**Dataset records**
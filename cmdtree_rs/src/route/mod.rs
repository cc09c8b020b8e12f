//! Route definitions: segment parsing and guard predicates.

pub mod guard;
pub mod segment;

pub use guard::{CompareOp, Guard};
pub use segment::{ParsedRoute, Segment, parse_route};
//! `cmdt` - demonstration binary for the cmdtree router.
//!
//! Declares a small package-manager-flavored command set and feeds the
//! process argument vector through the dispatcher. The resolved invocation
//! comes back as JSON on stdout; dispatch failures go to stderr with a
//! nonzero exit. The end-to-end test suite drives this binary.

use std::process::ExitCode;

use anyhow::Result;
use serde_json::json;

use cmdtree::{Dispatcher, Invocation, SwitchDefinition, TreeBuilder};

type Handler = fn(&Invocation) -> Result<serde_json::Value>;

fn echo(action: &str, inv: &Invocation) -> serde_json::Value {
    json!({
        "action": action,
        "path": inv.path,
        "params": inv.params,
        "switches": inv.switches,
    })
}

fn install(inv: &Invocation) -> Result<serde_json::Value> {
    Ok(echo("install", inv))
}

fn install_forced(inv: &Invocation) -> Result<serde_json::Value> {
    Ok(echo("install-forced", inv))
}

fn remove(inv: &Invocation) -> Result<serde_json::Value> {
    Ok(echo("remove", inv))
}

fn remote_add(inv: &Invocation) -> Result<serde_json::Value> {
    Ok(echo("remote-add", inv))
}

fn run(inv: &Invocation) -> Result<serde_json::Value> {
    Ok(echo("run", inv))
}

fn build_tree() -> Result<cmdtree::PathTree<Handler>> {
    let mut builder: TreeBuilder<Handler> = TreeBuilder::new();

    let pkg = builder.path("pkg")?;
    builder.switch(
        pkg,
        SwitchDefinition::named(Some("v"), Some("verbose"))
            .common()
            .describe("chatty output"),
    )?;

    // Registration order matters: an unguarded registration placed first
    // would win every dispatch. The guarded variant goes first so the plain
    // one acts as the fallback.
    let install_node = builder.route("pkg/install/:name[force = \"true\"]", install_forced)?;
    builder.route("pkg/install/:name", install)?;
    builder.switch(
        install_node,
        SwitchDefinition::named(Some("f"), Some("force")).describe("overwrite existing"),
    )?;
    builder.switch(
        install_node,
        SwitchDefinition::named(None, Some("registry"))
            .value_name("url")
            .default_value("https://crates.io")
            .describe("package source"),
    )?;

    builder.route("pkg/remove/:name", remove)?;
    let remove_node = builder.path("pkg/remove")?;
    builder.alias(remove_node, "rm")?;

    let remote = builder.route("remote/add/:name", remote_add)?;
    builder.switch(
        remote,
        SwitchDefinition::named(None, Some("token"))
            .value_name("t")
            .required()
            .describe("auth token"),
    )?;
    builder.switch(
        remote,
        SwitchDefinition::named(Some("u"), Some("url")).value_name("addr").describe("remote address"),
    )?;

    builder.route("run/...args", run)?;

    Ok(builder.build())
}

fn main() -> ExitCode {
    tracing_subscriber::fmt()
        .with_writer(std::io::stderr)
        .with_env_filter(
            tracing_subscriber::EnvFilter::try_from_default_env()
                .unwrap_or_else(|_| tracing_subscriber::EnvFilter::new("warn")),
        )
        .init();

    let argv: Vec<String> = std::env::args().skip(1).collect();

    let tree = match build_tree() {
        Ok(tree) => tree,
        Err(err) => {
            eprintln!("cmdt: bad command tree: {err}");
            return ExitCode::from(2);
        }
    };

    if argv.first().map(String::as_str) == Some("tree") {
        // The resolved-tree summary consumed by completion plugins.
        match serde_json::to_string_pretty(&tree.describe()) {
            Ok(text) => {
                println!("{text}");
                return ExitCode::SUCCESS;
            }
            Err(err) => {
                eprintln!("cmdt: {err}");
                return ExitCode::from(2);
            }
        }
    }

    match Dispatcher::new(&tree).dispatch::<serde_json::Value, anyhow::Error>(&argv) {
        Ok(value) => {
            println!("{value:#}");
            ExitCode::SUCCESS
        }
        Err(err) => {
            eprintln!("cmdt: {err}");
            ExitCode::FAILURE
        }
    }
}
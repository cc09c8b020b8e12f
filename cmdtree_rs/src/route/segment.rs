//! Route-definition parsing: `fetch/target`, `pkg/:name`, `run/...args`.
//!
//! A route string is `/`-separated. Each piece is classified as a literal,
//! a `:name` parameter, or a `...name` rest capture (final piece only). An
//! optional trailing bracketed clause on the final piece is extracted and
//! handed to the guard grammar instead of being treated as path text.

use crate::error::DefinitionError;
use crate::route::guard::Guard;

/// One classified piece of a route definition.
#[derive(Debug, Clone, PartialEq, Eq)]
pub enum Segment {
    /// Matched by string equality against one path token.
    Literal(String),

    /// Matches any single path token and binds it under the given name.
    Param(String),

    /// Matches all remaining path tokens as an ordered sequence.
    /// Legal only as the final segment of a route.
    Rest(String),
}

impl Segment {
    /// The binding name for parametric segments, the text for literals.
    pub fn name(&self) -> &str {
        match self {
            Segment::Literal(text) => text,
            Segment::Param(name) | Segment::Rest(name) => name,
        }
    }
}

/// A fully parsed route definition: ordered segments plus the optional
/// trailing guard.
#[derive(Debug, Clone, PartialEq, Eq)]
pub struct ParsedRoute {
    pub segments: Vec<Segment>,
    pub guard: Guard,
}

/// Parse one route-definition string.
///
/// A single leading `/` is tolerated; any other empty piece (doubled
/// separator, trailing `/`) is a definition error.
pub fn parse_route(route: &str) -> Result<ParsedRoute, DefinitionError> {
    let (path_part, guard) = split_guard(route)?;

    let trimmed = path_part.strip_prefix('/').unwrap_or(path_part);
    let pieces: Vec<&str> = trimmed.split('/').collect();
    let last = pieces.len() - 1;

    let mut segments = Vec::with_capacity(pieces.len());
    for (i, piece) in pieces.iter().enumerate() {
        segments.push(classify_piece(route, piece, i == last)?);
    }

    Ok(ParsedRoute { segments, guard })
}

/// Split off a trailing `[clause]` from the route string, if present.
fn split_guard(route: &str) -> Result<(&str, Guard), DefinitionError> {
    if !route.ends_with(']') {
        return Ok((route, Guard::Always));
    }
    let Some(open) = route.rfind('[') else {
        return Err(DefinitionError::MalformedGuard {
            clause: route.to_string(),
            reason: "unmatched ']'".to_string(),
        });
    };
    let clause = &route[open + 1..route.len() - 1];
    Ok((&route[..open], Guard::parse(clause)?))
}

fn classify_piece(route: &str, piece: &str, is_last: bool) -> Result<Segment, DefinitionError> {
    if let Some(name) = piece.strip_prefix("...") {
        if name.is_empty() {
            return Err(DefinitionError::UnnamedSegment {
                route: route.to_string(),
                piece: piece.to_string(),
            });
        }
        if !is_last {
            return Err(DefinitionError::RestNotLast {
                route: route.to_string(),
                name: name.to_string(),
            });
        }
        return Ok(Segment::Rest(name.to_string()));
    }

    if let Some(name) = piece.strip_prefix(':') {
        if name.is_empty() {
            return Err(DefinitionError::UnnamedSegment {
                route: route.to_string(),
                piece: piece.to_string(),
            });
        }
        return Ok(Segment::Param(name.to_string()));
    }

    if piece.is_empty() {
        return Err(DefinitionError::EmptySegment {
            route: route.to_string(),
        });
    }
    Ok(Segment::Literal(piece.to_string()))
}

// ============================================================================
// Tests
// ============================================================================

#[cfg(test)]
mod tests {
    use super::*;
    use crate::route::guard::CompareOp;

    #[test]
    fn classifies_literal_param_and_rest() {
        let parsed = parse_route("pkg/:name/...files").unwrap();
        assert_eq!(
            parsed.segments,
            vec![
                Segment::Literal("pkg".to_string()),
                Segment::Param("name".to_string()),
                Segment::Rest("files".to_string()),
            ]
        );
        assert_eq!(parsed.guard, Guard::Always);
    }

    #[test]
    fn tolerates_one_leading_slash() {
        let parsed = parse_route("/fetch/target").unwrap();
        assert_eq!(parsed.segments.len(), 2);
    }

    #[test]
    fn rejects_doubled_separator() {
        assert!(matches!(
            parse_route("a//b"),
            Err(DefinitionError::EmptySegment { .. })
        ));
        assert!(matches!(
            parse_route("a/b/"),
            Err(DefinitionError::EmptySegment { .. })
        ));
    }

    #[test]
    fn rejects_rest_before_end() {
        assert!(matches!(
            parse_route("run/...args/more"),
            Err(DefinitionError::RestNotLast { .. })
        ));
    }

    #[test]
    fn rejects_unnamed_markers() {
        assert!(matches!(
            parse_route("a/:"),
            Err(DefinitionError::UnnamedSegment { .. })
        ));
        assert!(matches!(
            parse_route("a/..."),
            Err(DefinitionError::UnnamedSegment { .. })
        ));
    }

    #[test]
    fn extracts_trailing_guard_clause() {
        let parsed = parse_route("fetch/target[a > \"1\"]").unwrap();
        assert_eq!(
            parsed.segments,
            vec![
                Segment::Literal("fetch".to_string()),
                Segment::Literal("target".to_string()),
            ]
        );
        assert_eq!(
            parsed.guard,
            Guard::Compare {
                variable: "a".to_string(),
                op: CompareOp::Gt,
                value: "1".to_string(),
            }
        );
    }

    #[test]
    fn guard_clause_is_not_a_path_segment() {
        // The bracketed clause must not leak into the segment list even
        // when it contains a slash-free literal that looks like a piece.
        let parsed = parse_route("a[m = \"x\"]").unwrap();
        assert_eq!(parsed.segments, vec![Segment::Literal("a".to_string())]);
    }

    #[test]
    fn unmatched_bracket_is_malformed() {
        assert!(matches!(
            parse_route("a/b]"),
            Err(DefinitionError::MalformedGuard { .. })
        ));
    }
}
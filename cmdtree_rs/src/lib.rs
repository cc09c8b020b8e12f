//! # cmdtree
//!
//! Path-tree command router. A program declares a hierarchy of command
//! routes - `/`-separated strings with literal, `:param`, and `...rest`
//! segments - attaches CLI switches to any route node, and at run time
//! resolves a raw argument vector to exactly one registered handler.
//!
//! ## Quick start
//!
//! ```rust
//! use cmdtree::{Dispatcher, Invocation, SwitchDefinition, TreeBuilder};
//!
//! fn install(inv: &Invocation) -> Result<String, String> {
//!     Ok(format!("installing {:?}", inv.params.get("name")))
//! }
//!
//! let mut builder: TreeBuilder<fn(&Invocation) -> Result<String, String>> =
//!     TreeBuilder::new();
//! let node = builder.route("pkg/install/:name", install).unwrap();
//! builder
//!     .switch(node, SwitchDefinition::named(Some("v"), Some("verbose")))
//!     .unwrap();
//! let tree = builder.build();
//!
//! let argv: Vec<String> = ["pkg", "install", "serde", "-v"]
//!     .iter()
//!     .map(|s| s.to_string())
//!     .collect();
//! let out = Dispatcher::new(&tree).dispatch::<String, String>(&argv).unwrap();
//! assert!(out.contains("serde"));
//! ```
//!
//! ## Model
//!
//! - Routes may end in one bracketed guard clause
//!   (`fetch/target[level > "2"]`); multiple registrations at one path are
//!   disambiguated by evaluating guards in registration order.
//! - A switch declared `common` on a node joins every descendant's visible
//!   scope; `required` switches must be bound (or carry a default) at every
//!   dispatch that reaches their scope.
//! - Build-time errors are fatal and leave no tree behind; dispatch-time
//!   errors are plain values, and handler errors pass through untouched.
//!
//! Construction is a one-shot build phase; the produced [`PathTree`] is
//! read-only at dispatch time, so repeated dispatches are independent.

pub mod builder;
pub mod dispatch;
pub mod error;
pub mod route;
pub mod switch;
pub mod tree;

// Re-export the main surface for convenience
pub use builder::TreeBuilder;
pub use dispatch::{
    DispatchConfig, DispatchFailure, DispatchPhase, Dispatcher, Invocation, Resolution,
};
pub use error::{
    BindingError, BuildError, DefinitionError, DispatchError, LookupFailure, RouteConflictError,
};
pub use route::{Guard, ParsedRoute, Segment, parse_route};
pub use switch::{SwitchBindings, SwitchDefinition, SwitchExpression, SwitchValue};
pub use tree::{NodeId, ParamValue, PathTree, RouteMatch, RouteParams, TreeSummary};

**REQUIRED WORK**
For the entries above, transcribe precisely the lines from the one with "pub mod route;" through the end, including both.

**THE COMPLETED TASK**
pub mod route;
pub mod switch;
pub mod tree;

// Re-export the main surface for convenience
pub use builder::TreeBuilder;
pub use dispatch::{
    DispatchConfig, DispatchFailure, DispatchPhase, Dispatcher, Invocation, Resolution,
};
pub use error::{
    BindingError, BuildError, DefinitionError, DispatchError, LookupFailure, RouteConflictError,
};
pub use route::{Guard, ParsedRoute, Segment, parse_route};
pub use switch::{SwitchBindings, SwitchDefinition, SwitchExpression, SwitchValue};
pub use tree::{NodeId, ParamValue, PathTree, RouteMatch, RouteParams, TreeSummary};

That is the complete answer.